Ruanda. Il paese ricorda il genocidio perpetrato dagli Hutu

di Alberto Galvi

In una cerimonia pubblica il presidente dle Ruanda Paul Kagame ha celebrato i 30 anni dal genocidio perpetrato dagli Hutu contro i Tutsi. Il massacro iniziò il 7 aprile 1994 e durò 100 giorni prima che le milizie ribelli del RPF (Fronte patriottico ruandese) prendessero Kigali. Morirono circa 800mila persone, in gran parte Tutsi ma anche Hutu moderati.
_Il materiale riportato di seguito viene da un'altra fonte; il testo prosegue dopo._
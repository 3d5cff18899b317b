//! Client-side routes.
//!
//! The client knows three routes: `/login`, `/:lang` (the chat surface, where
//! the segment is the language sent with every question) and a catch-all
//! that redirects based on whether a session exists.

use serde::{Deserialize, Serialize};
use std::fmt;

pub const DEFAULT_LANGUAGE: &str = "en";

const LOGIN_SEGMENT: &str = "login";

/// Locale code taken from the chat route.
#[derive(Debug, Clone, PartialEq, Eq, Hash, Serialize, Deserialize)]
#[serde(transparent)]
pub struct Language(String);

impl Language {
    /// Accepts a single, non-empty path segment other than `login`.
    pub fn parse(raw: &str) -> Option<Self> {
        let trimmed = raw.trim();
        if trimmed.is_empty()
            || trimmed.contains('/')
            || trimmed.contains(char::is_whitespace)
            || trimmed.eq_ignore_ascii_case(LOGIN_SEGMENT)
        {
            None
        } else {
            Some(Self(trimmed.to_string()))
        }
    }

    pub fn as_str(&self) -> &str {
        &self.0
    }
}

impl Default for Language {
    fn default() -> Self {
        Self(DEFAULT_LANGUAGE.to_string())
    }
}

impl fmt::Display for Language {
    fn fmt(&self, f: &mut fmt::Formatter<'_>) -> fmt::Result {
        f.write_str(&self.0)
    }
}

/// A resolved route.
#[derive(Debug, Clone, PartialEq, Eq)]
pub enum Route {
    Login,
    Chat(Language),
}

impl Route {
    pub fn path(&self) -> String {
        match self {
            Route::Login => format!("/{}", LOGIN_SEGMENT),
            Route::Chat(lang) => format!("/{}", lang),
        }
    }

    /// Resolves `path` against the session state, applying redirects.
    ///
    /// - `/login` while authenticated goes to the default chat route.
    /// - `/:lang` while unauthenticated goes to `/login`.
    /// - Anything else goes to the default chat route or `/login`.
    pub fn resolve(path: &str, authenticated: bool, default_language: &Language) -> Route {
        let home = || {
            if authenticated {
                Route::Chat(default_language.clone())
            } else {
                Route::Login
            }
        };

        let segments: Vec<&str> = path
            .trim()
            .split('/')
            .filter(|segment| !segment.is_empty())
            .collect();

        match segments.as_slice() {
            [LOGIN_SEGMENT] => home(),
            [segment] => match Language::parse(segment) {
                Some(lang) if authenticated => Route::Chat(lang),
                _ => home(),
            },
            _ => home(),
        }
    }
}

impl fmt::Display for Route {
    fn fmt(&self, f: &mut fmt::Formatter<'_>) -> fmt::Result {
        f.write_str(&self.path())
    }
}

#[cfg(test)]
mod tests {
    use super::*;

    fn en() -> Language {
        Language::default()
    }

    #[test]
    fn test_login_route() {
        assert_eq!(Route::resolve("/login", false, &en()), Route::Login);
        assert_eq!(
            Route::resolve("/login", true, &en()),
            Route::Chat(Language::default())
        );
    }

    #[test]
    fn test_language_route() {
        let fr = Language::parse("fr").unwrap();
        assert_eq!(Route::resolve("/fr", true, &en()), Route::Chat(fr));
        assert_eq!(Route::resolve("/fr", false, &en()), Route::Login);
    }

    #[test]
    fn test_catch_all_redirects() {
        assert_eq!(Route::resolve("/", false, &en()), Route::Login);
        assert_eq!(Route::resolve("", true, &en()), Route::Chat(en()));
        assert_eq!(Route::resolve("/a/b", true, &en()), Route::Chat(en()));
        assert_eq!(Route::resolve("/a/b", false, &en()), Route::Login);
    }

    #[test]
    fn test_default_language_is_configurable() {
        let de = Language::parse("de").unwrap();
        assert_eq!(Route::resolve("/login", true, &de), Route::Chat(de));
    }

    #[test]
    fn test_paths() {
        assert_eq!(Route::Login.path(), "/login");
        assert_eq!(Route::Chat(en()).path(), "/en");
    }

    #[test]
    fn test_language_parse_rejects_bad_segments() {
        assert!(Language::parse("").is_none());
        assert!(Language::parse("a/b").is_none());
        assert!(Language::parse("e n").is_none());
        assert!(Language::parse("login").is_none());
        assert!(Language::parse("LOGIN").is_none());
    }
}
Il mancato intervento della comunità internazionale fu motivo di vergogna.
La furia degli Hutu e della milizia Interahamwe si scatenò in seguito all’assassinio del presidente Hutu Juvenal Habyarimana, avvenuto la notte del 6 aprile, quando il suo aereo venne abbattuto sopra Kigali. Le loro vittime furono state colpite, picchiate o uccise a colpi di arma da fuoco o di machete nel quadro di una feroce propaganda anti-Tutsi. Inoltre almeno 250mila donne furono violentate. Da allora il Ruanda è governato da Kagame, che guidava l’RPF.
Ad oggi centinaia di sospettati del genocidio restano latitanti, anche nei paesi vicini come la Repubblica Democratica del Congo e l’Uganda. Solo 28 di loro sono stati estradati in Ruanda. La Francia, una delle principali destinazioni dei ruandesi in fuga dalla giustizia, ha processato e condannato una mezza dozzina di persone per il loro coinvolgimento nei massacri.
Il Ruanda ha istituito nel 2002 tribunali in cui le vittime ascoltavano le confessioni di coloro che le avevano perseguitate, anche se questo sistema ha portato ad errori giudiziari. Oggi le carte d’identità ruandesi non menzionano se una persona è Hutu o Tutsi. Inoltre sono stati rinnovati appelli affinché i rimanenti sospettati di genocidio fossero chiamati a rispondere dei crimini. In tutto il paese questa settimana è lutto nazionale.